Well, again, it is an issue we cannot af­ford because it is a detraction to gover­nance. We cannot afford it. I am not com­fortable with it to answer your question. We have to approach it with the high sense of diplomacy. And we must also appreciate that these people are still our brothers and sisters. They are Nigerians. They may not do what they are doing in a right manner, but they want to be heard. So, we should listen to them and hear them out.!

Yes, I may not agree with the process, particularly a process that is violence-based. But, in democracy, we must lis­ten to people, moreso when they are not violent. That was why I said I don’t agree with the violence that has been in­troduced into it. But they are Nigerians who are seeking to be heard, may be in a wrong way. Having said that, we must listen to them, we must hear them out. What do they want? How do we assuage their feelings? Do they feel marginalized in the commonwealth of Nigeria? Well, rightly or wrongly, we need to listen to them. We need to find a way of assuaging their feelings and find a way to let them have a sense of belonging within that commonwealth of Nigeria. And I believe that once they are assured and given a sense of belonging, the situation would change and we will live together happily thereafter.

Do you think implementation of the recommendations of the recently held National Conference could have prevented the agitation?
Yes, I said that before even though I was one of those who were opposed to the confab. It was not the concept or the idea of the confab I was opposed to then. But I was opposed to it for a number of reasons then. One, the time was wrong. It was at the twilight of the Jonathan ad­ministration. Two, it was political. It was just like dangling a carrot especially to the south-west which has always been in the forefront of the struggle for eman­cipation, the struggle for federalism and all that with due respect to other zones of the country. It was a way to capture votes in the south-west. Three, there was no enabling Act backing it. It was just a presidential pronouncement which can­not amount to law. Four, we had it be­fore under Obasanjo. What came out of it? Nothing. Five, the period assigned for the exercise, three month and again an­other month or so, could not be enough to really discuss in a robust manner, the problems of this country. Seven, the manner the delegates were virtually and mostly handpicked by the government.
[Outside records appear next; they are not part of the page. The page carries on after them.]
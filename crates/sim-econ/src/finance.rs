//! Financial resolution: revenue with VAT extraction, cost of goods, labor
//! and fixed charges, margins, and the cash delta applied by the orchestrator.

use rust_decimal::prelude::{FromPrimitive, ToPrimitive};
use rust_decimal::Decimal;
use serde::{Deserialize, Serialize};
use sim_core::{RestaurantSnapshot, Scenario, ValidationError};

use crate::EconError;

/// Per-turn charges supplied by the costing, payroll, and ledger
/// collaborators. The engine consumes these figures, it never computes them.
#[derive(Clone, Debug, Default, PartialEq, Serialize, Deserialize)]
pub struct FinanceInputs {
    /// Average ingredient cost per cover served.
    pub food_cost_per_cover: Decimal,
    /// Gross labor charge for the turn (before the type multiplier).
    pub labor_cost: Decimal,
    /// Rent plus other fixed charges for the turn.
    pub rent_and_fixed: Decimal,
    /// Any other variable charges (marketing fees, interest, ...).
    pub other_charges: Decimal,
    /// VAT rate override; falls back to the scenario rate.
    pub vat_rate: Option<Decimal>,
}

/// Money outcome of one restaurant's turn.
#[derive(Clone, Debug, PartialEq, Serialize, Deserialize)]
pub struct FinanceOutcome {
    /// Revenue including VAT.
    pub revenue_ttc: Decimal,
    /// Revenue excluding VAT.
    pub revenue_ht: Decimal,
    /// VAT collected on sales.
    pub vat_due: Decimal,
    /// Cost of goods sold.
    pub cost_of_goods: Decimal,
    /// revenue_ht - cost_of_goods.
    pub gross_margin: Decimal,
    /// Labor charge after the restaurant type's multiplier.
    pub labor_cost: Decimal,
    /// Result after all charges.
    pub net_result: Decimal,
    /// Cash movement for the turn (equals net result).
    pub cash_delta: Decimal,
    /// cost_of_goods / revenue_ht, 0 when revenue is 0.
    pub food_cost_pct: f64,
    /// net_result / revenue_ht, 0 when revenue is 0.
    pub margin_rate: f64,
}

/// Turn served customers and the ticket price into money and KPIs.
///
/// Every ratio guards a zero denominator: a turn with no revenue reports 0%
/// ratios, it never raises.
pub fn resolve_finance(
    snap: &RestaurantSnapshot,
    served: u64,
    inputs: &FinanceInputs,
    scenario: &Scenario,
) -> Result<FinanceOutcome, EconError> {
    if inputs.food_cost_per_cover < Decimal::ZERO
        || inputs.labor_cost < Decimal::ZERO
        || inputs.rent_and_fixed < Decimal::ZERO
        || inputs.other_charges < Decimal::ZERO
    {
        return Err(ValidationError::NegativeMoney.into());
    }
    let vat_rate = inputs.vat_rate.unwrap_or(scenario.vat_rate);
    if vat_rate < Decimal::ZERO || vat_rate >= Decimal::ONE {
        return Err(ValidationError::NonFinite.into());
    }

    let served_dec = Decimal::from(served);
    let revenue_ttc = snap.average_ticket * served_dec;
    let revenue_ht = revenue_ttc / (Decimal::ONE + vat_rate);
    let vat_due = revenue_ttc - revenue_ht;

    let cost_of_goods = inputs.food_cost_per_cover * served_dec;
    let gross_margin = revenue_ht - cost_of_goods;

    let multiplier = scenario.type_profile(snap.kind).labor_cost_multiplier;
    let labor_cost =
        inputs.labor_cost * Decimal::from_f64(multiplier).unwrap_or(Decimal::ONE);

    let net_result = gross_margin - labor_cost - inputs.rent_and_fixed - inputs.other_charges;

    Ok(FinanceOutcome {
        revenue_ttc,
        revenue_ht,
        vat_due,
        cost_of_goods,
        gross_margin,
        labor_cost,
        net_result,
        cash_delta: net_result,
        food_cost_pct: guarded_ratio(cost_of_goods, revenue_ht),
        margin_rate: guarded_ratio(net_result, revenue_ht),
    })
}

/// num / den as f64, 0 when the denominator is zero or the conversion fails.
fn guarded_ratio(num: Decimal, den: Decimal) -> f64 {
    if den == Decimal::ZERO {
        return 0.0;
    }
    (num / den).to_f64().unwrap_or(0.0)
}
Those were the grounds for my own personal objection or disapproval of that conference then. It is not that one is opposed to sitting down to discuss the national question. The Yoruba have this saying that, “when we sit down together, we get wiser.”
But in spite of my reservation on the confab which I have expressed, I still be­lieve that some of the resolutions ema­nating from that confab are useful to us. I believe that we should not throw away the baby with the bath water.
So, back to your question. I believe that if some of the resolutions are im­plemented, they would go a long way in correcting the perceived imbalance and injustice in the country. Of course, one of the recommendations is the issue of federalism. That is allowing the geo-political zones to be in charge of certain affairs on their own. And of course, to a large extent, some political zones are made up of some states as well which should be allowed to develop at their own pace. And that the geo-political zones should be established formally to be in the Constitution. For now they are just conventional. They should be recog­nized and formally accepted in the Con­stitution.
Another recommendation which I think this administration should look into is the issue of the State Police as well as the issue of devolution of power. Too much power concentrates in the hand of the Federal Government. Look­ing at the Executive and Legislative lists, we need to take some things from the Executive list to the states. Like I said, there are some of these recommenda­tions that if implemented will go a long way in restructuring the country to give states and geo-political zones a sense of belonging that would go a long way to ensure a balance structure of the federa­tion.